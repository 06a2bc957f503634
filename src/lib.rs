//! Account registration and login for the Ledgerly shared-expense app.

pub mod app;
pub mod auth;
pub mod config;
pub mod db;
pub mod state;
pub mod users;
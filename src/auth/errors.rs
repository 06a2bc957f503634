//! Failures of the signup and login workflows.

use thiserror::Error;

use crate::users::StoreError;

#[derive(Debug, Error)]
pub enum AuthError {
    #[error("user with this email already exists")]
    UserAlreadyExists,
    #[error("user not found")]
    UserNotFound,
    #[error("invalid password")]
    InvalidPassword,
    #[error("failed to generate token")]
    TokenGeneration(#[source] jsonwebtoken::errors::Error),
    /// Hashing or verification could not run, e.g. a corrupt stored hash.
    #[error("password hashing failed: {0}")]
    Hashing(String),
    #[error(transparent)]
    Storage(#[from] StoreError),
}

impl AuthError {
    /// True for the two login failures that must look identical to clients.
    pub fn is_invalid_credentials(&self) -> bool {
        matches!(self, AuthError::UserNotFound | AuthError::InvalidPassword)
    }
}
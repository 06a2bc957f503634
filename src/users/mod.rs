//! Persistence of user records.
//!
//! The [`UserStore`] trait is the only thing the auth service depends on, so a
//! PostgreSQL store and the in-memory test store are interchangeable.

use async_trait::async_trait;
use thiserror::Error;

#[cfg(test)]
pub mod memory;
pub mod repo;
mod repo_types;

pub use repo::PgUserStore;
pub use repo_types::{NewUser, UniqueField, User};

#[derive(Debug, Error)]
pub enum StoreError {
    /// A live user already owns this email or phone number.
    #[error("unique constraint violated on {0}")]
    ConstraintViolation(UniqueField),
    #[error("storage failure: {0}")]
    StorageFailure(#[from] sqlx::Error),
}

/// Storage and lookup of users. Soft-deleted users are invisible to every
/// operation here.
#[async_trait]
pub trait UserStore: Send + Sync {
    /// Insert a new user. Must reject duplicates atomically, independent of any
    /// earlier `exists_by_email` call.
    async fn create(&self, new_user: NewUser) -> Result<User, StoreError>;

    async fn find_by_email(&self, email: &str) -> Result<Option<User>, StoreError>;

    async fn exists_by_email(&self, email: &str) -> Result<bool, StoreError>;
}
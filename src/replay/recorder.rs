//! Keyframe recorder that diffs the live scene once per tick.

use std::collections::{BTreeMap, BTreeSet};
use std::path::Path;

use super::format::{ReplayMetadata, write_log_to_document};
use super::registry::{TransformRegistry, normalize};
use super::{KeyframeLog, LogSummary, ReplayError, Result};
use crate::scene::{LiveInstance, NodeId, SceneProvider};
use crate::schema::{
    Creation, DocumentEncoding, Keyframe, RecorderConfig, RenderInstanceId, StateUpdate, Transform,
};

/// Last recorded state of an instance.
#[derive(Debug, Clone, Copy, PartialEq)]
struct Tracked {
    transform: Transform,
    semantic_id: Option<u32>,
}

/// Builds one keyframe per simulation tick and appends it to a log.
///
/// Usage:
/// ```ignore
/// let mut recorder = Recorder::new(RecorderConfig::default());
/// for _ in 0..120 {
///     physics.step(&mut scene);
///     recorder.add_node_user_transform(&scene, "agent", agent_node)?;
///     recorder.save_keyframe(&scene)?;
/// }
/// recorder.write_to_file("replay.json", DocumentEncoding::Json)?;
/// ```
#[derive(Debug)]
pub struct Recorder {
    log: KeyframeLog,
    config: RecorderConfig,
    registry: TransformRegistry,
    /// Instances present in the last recorded keyframe.
    tracked: BTreeMap<RenderInstanceId, Tracked>,
    /// Deleted ids, never to be created again in this log.
    retired: BTreeSet<RenderInstanceId>,
    loaded_assets: BTreeSet<String>,
    step_counter: u32,
}

impl Recorder {
    pub fn new(config: RecorderConfig) -> Self {
        Self {
            log: KeyframeLog::new(),
            config,
            registry: TransformRegistry::new(),
            tracked: BTreeMap::new(),
            retired: BTreeSet::new(),
            loaded_assets: BTreeSet::new(),
            step_counter: 0,
        }
    }

    pub fn config(&self) -> &RecorderConfig {
        &self.config
    }

    pub fn registry(&self) -> &TransformRegistry {
        &self.registry
    }

    /// Record a named transform in the next keyframe.
    pub fn add_user_transform(&mut self, name: impl Into<String>, transform: Transform) -> Result<()> {
        self.registry.set_user_transform(name, transform)
    }

    /// Record the current transform of `node` under `name` in the next keyframe.
    pub fn add_node_user_transform<S: SceneProvider + ?Sized>(
        &mut self,
        scene: &S,
        name: impl Into<String>,
        node: NodeId,
    ) -> Result<()> {
        self.registry.set_node_user_transform(scene, name, node)
    }

    /// Diff the scene against the last keyframe and append the result.
    ///
    /// Returns the new keyframe's index, or `None` when the tick is skipped
    /// by `frame_skip` or `max_keyframes`. On error nothing is recorded.
    pub fn save_keyframe<S: SceneProvider + ?Sized>(&mut self, scene: &S) -> Result<Option<usize>> {
        self.record(scene, None)
    }

    /// Like [`save_keyframe`](Self::save_keyframe), stamping the keyframe
    /// with the simulation time.
    pub fn save_keyframe_at<S: SceneProvider + ?Sized>(
        &mut self,
        scene: &S,
        time: f64,
    ) -> Result<Option<usize>> {
        self.record(scene, Some(time))
    }

    fn record<S: SceneProvider + ?Sized>(
        &mut self,
        scene: &S,
        time: Option<f64>,
    ) -> Result<Option<usize>> {
        let step = self.step_counter + 1;
        if step < self.config.frame_skip {
            self.step_counter = step;
            return Ok(None);
        }

        if self.config.max_keyframes > 0 && self.log.len() >= self.config.max_keyframes {
            self.step_counter = 0;
            return Ok(None);
        }

        if let Some(time) = time.filter(|t| !t.is_finite()) {
            return Err(ReplayError::NonFinite {
                what: format!("keyframe time {time}"),
            });
        }

        let mut keyframe = self.build_keyframe(scene)?;
        keyframe.time = time;
        self.step_counter = 0;

        self.commit(&keyframe);
        let index = self.log.append(keyframe);
        log::debug!(
            "Keyframe {}: {} records",
            index,
            self.log[index].record_count()
        );
        Ok(Some(index))
    }

    /// Compute the next keyframe without touching recorder state.
    fn build_keyframe<S: SceneProvider + ?Sized>(&self, scene: &S) -> Result<Keyframe> {
        // Later duplicates of an id overwrite earlier ones.
        let live: BTreeMap<RenderInstanceId, LiveInstance> = scene
            .live_instances()
            .into_iter()
            .map(|inst| (inst.instance, inst))
            .collect();

        let mut keyframe = Keyframe::default();
        let mut new_assets = BTreeSet::new();

        for (&id, inst) in &live {
            if !inst.transform.is_finite() {
                return Err(ReplayError::NonFinite {
                    what: format!("transform of {id}"),
                });
            }
            let transform = normalize(inst.transform);
            match self.tracked.get(&id) {
                None => {
                    if self.retired.contains(&id) {
                        return Err(ReplayError::InstanceIdReused(id));
                    }
                    let path = &inst.asset.filepath;
                    if !self.loaded_assets.contains(path) && new_assets.insert(path.clone()) {
                        keyframe.loads.push(inst.asset.clone());
                    }
                    keyframe.creations.push(Creation {
                        instance: id,
                        asset: path.clone(),
                        transform,
                        scale: inst.scale,
                        semantic_id: inst.semantic_id,
                        light_setup_key: inst.light_setup_key.clone(),
                    });
                }
                Some(prev) => {
                    if prev.transform != transform || prev.semantic_id != inst.semantic_id {
                        keyframe.state_updates.push(StateUpdate {
                            instance: id,
                            transform,
                            semantic_id: inst.semantic_id,
                        });
                    }
                }
            }
        }

        keyframe.deletions = self
            .tracked
            .keys()
            .filter(|id| !live.contains_key(id))
            .copied()
            .collect();

        keyframe.user_transforms = self.registry.pending().to_vec();
        Ok(keyframe)
    }

    /// Advance tracked state past `keyframe`.
    fn commit(&mut self, keyframe: &Keyframe) {
        self.loaded_assets
            .extend(keyframe.loads.iter().map(|a| a.filepath.clone()));
        for creation in &keyframe.creations {
            self.tracked.insert(
                creation.instance,
                Tracked {
                    transform: creation.transform,
                    semantic_id: creation.semantic_id,
                },
            );
        }
        for update in &keyframe.state_updates {
            self.tracked.insert(
                update.instance,
                Tracked {
                    transform: update.transform,
                    semantic_id: update.semantic_id,
                },
            );
        }
        for id in &keyframe.deletions {
            self.tracked.remove(id);
            self.retired.insert(*id);
        }
        self.registry.take_pending();
    }

    /// Number of keyframes recorded so far.
    pub fn keyframes_saved(&self) -> usize {
        self.log.len()
    }

    pub fn log(&self) -> &KeyframeLog {
        &self.log
    }

    pub fn into_log(self) -> KeyframeLog {
        self.log
    }

    /// Document metadata for this recording.
    pub fn metadata(&self) -> ReplayMetadata {
        ReplayMetadata {
            frame_rate: self.config.frame_rate,
            generator: Some(format!("gfx-replay {}", env!("CARGO_PKG_VERSION"))),
        }
    }

    pub fn stats(&self) -> LogSummary {
        self.log.summary()
    }

    /// Write all saved keyframes to a replay document.
    pub fn write_to_file<P: AsRef<Path>>(
        &self,
        path: P,
        encoding: DocumentEncoding,
    ) -> Result<LogSummary> {
        write_log_to_document(&self.log, &self.metadata(), path, encoding)?;
        Ok(self.stats())
    }
}
//! Error type shared by recording, serialization and playback.

use std::fmt;
use std::io;

use crate::scene::{BackendError, NodeId};
use crate::schema::{ConfigError, RenderInstanceId};

/// Target of a failed lookup.
#[derive(Debug, Clone, Copy, PartialEq, Eq)]
pub enum Reference {
    /// A scene node that does not exist.
    Node(NodeId),
    /// A log record naming an instance that is not live at that keyframe.
    Instance {
        keyframe: usize,
        instance: RenderInstanceId,
    },
}

impl fmt::Display for Reference {
    fn fmt(&self, f: &mut fmt::Formatter<'_>) -> fmt::Result {
        match self {
            Reference::Node(node) => write!(f, "{node} does not exist"),
            Reference::Instance { keyframe, instance } => {
                write!(f, "{instance} is not live at keyframe {keyframe}")
            }
        }
    }
}

/// Errors produced by the replay engine.
#[derive(Debug, thiserror::Error)]
pub enum ReplayError {
    #[error("Invalid reference: {0}")]
    InvalidReference(Reference),

    #[error("Keyframe index {index} out of range (log has {len} keyframes)")]
    IndexOutOfRange { index: i64, len: usize },

    #[error("Unsupported record type `{record}`{}", keyframe_suffix(.keyframe))]
    UnsupportedRecordType {
        keyframe: Option<usize>,
        record: String,
    },

    #[error("Unsupported replay format version {found} (supported: {supported})")]
    UnsupportedVersion { found: String, supported: u32 },

    #[error("Replay I/O failed: {0}")]
    Io(#[from] io::Error),

    #[error("Replay document parse failed: {0}")]
    Parse(#[from] serde_json::Error),

    #[error("Malformed keyframe {keyframe}: {reason}")]
    MalformedLog { keyframe: usize, reason: String },

    #[error("{what} is not finite")]
    NonFinite { what: String },

    #[error("{0} was deleted earlier in this log and cannot be created again")]
    InstanceIdReused(RenderInstanceId),

    #[error("Render backend failed: {0}")]
    Backend(#[from] BackendError),

    #[error("Keyframe recording is disabled (enable_save = false)")]
    RecordingDisabled,

    #[error("LZ4 replay documents require the `lz4` feature")]
    CompressionUnavailable,

    #[error("Invalid replay config: {0}")]
    Config(#[from] ConfigError),
}

fn keyframe_suffix(keyframe: &Option<usize>) -> String {
    keyframe.map(|k| format!(" in keyframe {k}")).unwrap_or_default()
}

/// Result alias for replay operations.
pub type Result<T, E = ReplayError> = std::result::Result<T, E>;

#[cfg(test)]
mod tests {
    use super::*;

    #[test]
    fn test_messages() {
        let err = ReplayError::IndexOutOfRange { index: -1, len: 4 };
        assert_eq!(
            err.to_string(),
            "Keyframe index -1 out of range (log has 4 keyframes)"
        );

        let err = ReplayError::UnsupportedRecordType {
            keyframe: Some(2),
            record: "lights".into(),
        };
        assert_eq!(
            err.to_string(),
            "Unsupported record type `lights` in keyframe 2"
        );

        let err = ReplayError::InvalidReference(Reference::Instance {
            keyframe: 5,
            instance: RenderInstanceId(9),
        });
        assert_eq!(
            err.to_string(),
            "Invalid reference: instance #9 is not live at keyframe 5"
        );

        let err = ReplayError::UnsupportedVersion {
            found: "\"2\"".into(),
            supported: 1,
        };
        assert_eq!(
            err.to_string(),
            "Unsupported replay format version \"2\" (supported: 1)"
        );
    }
}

*****

Find the lines in the data that include "bool", then copy each of them.

    pub fn is_invalid_credentials(&self) -> bool {
    async fn exists_by_email(&self, email: &str) -> Result<bool, StoreError>;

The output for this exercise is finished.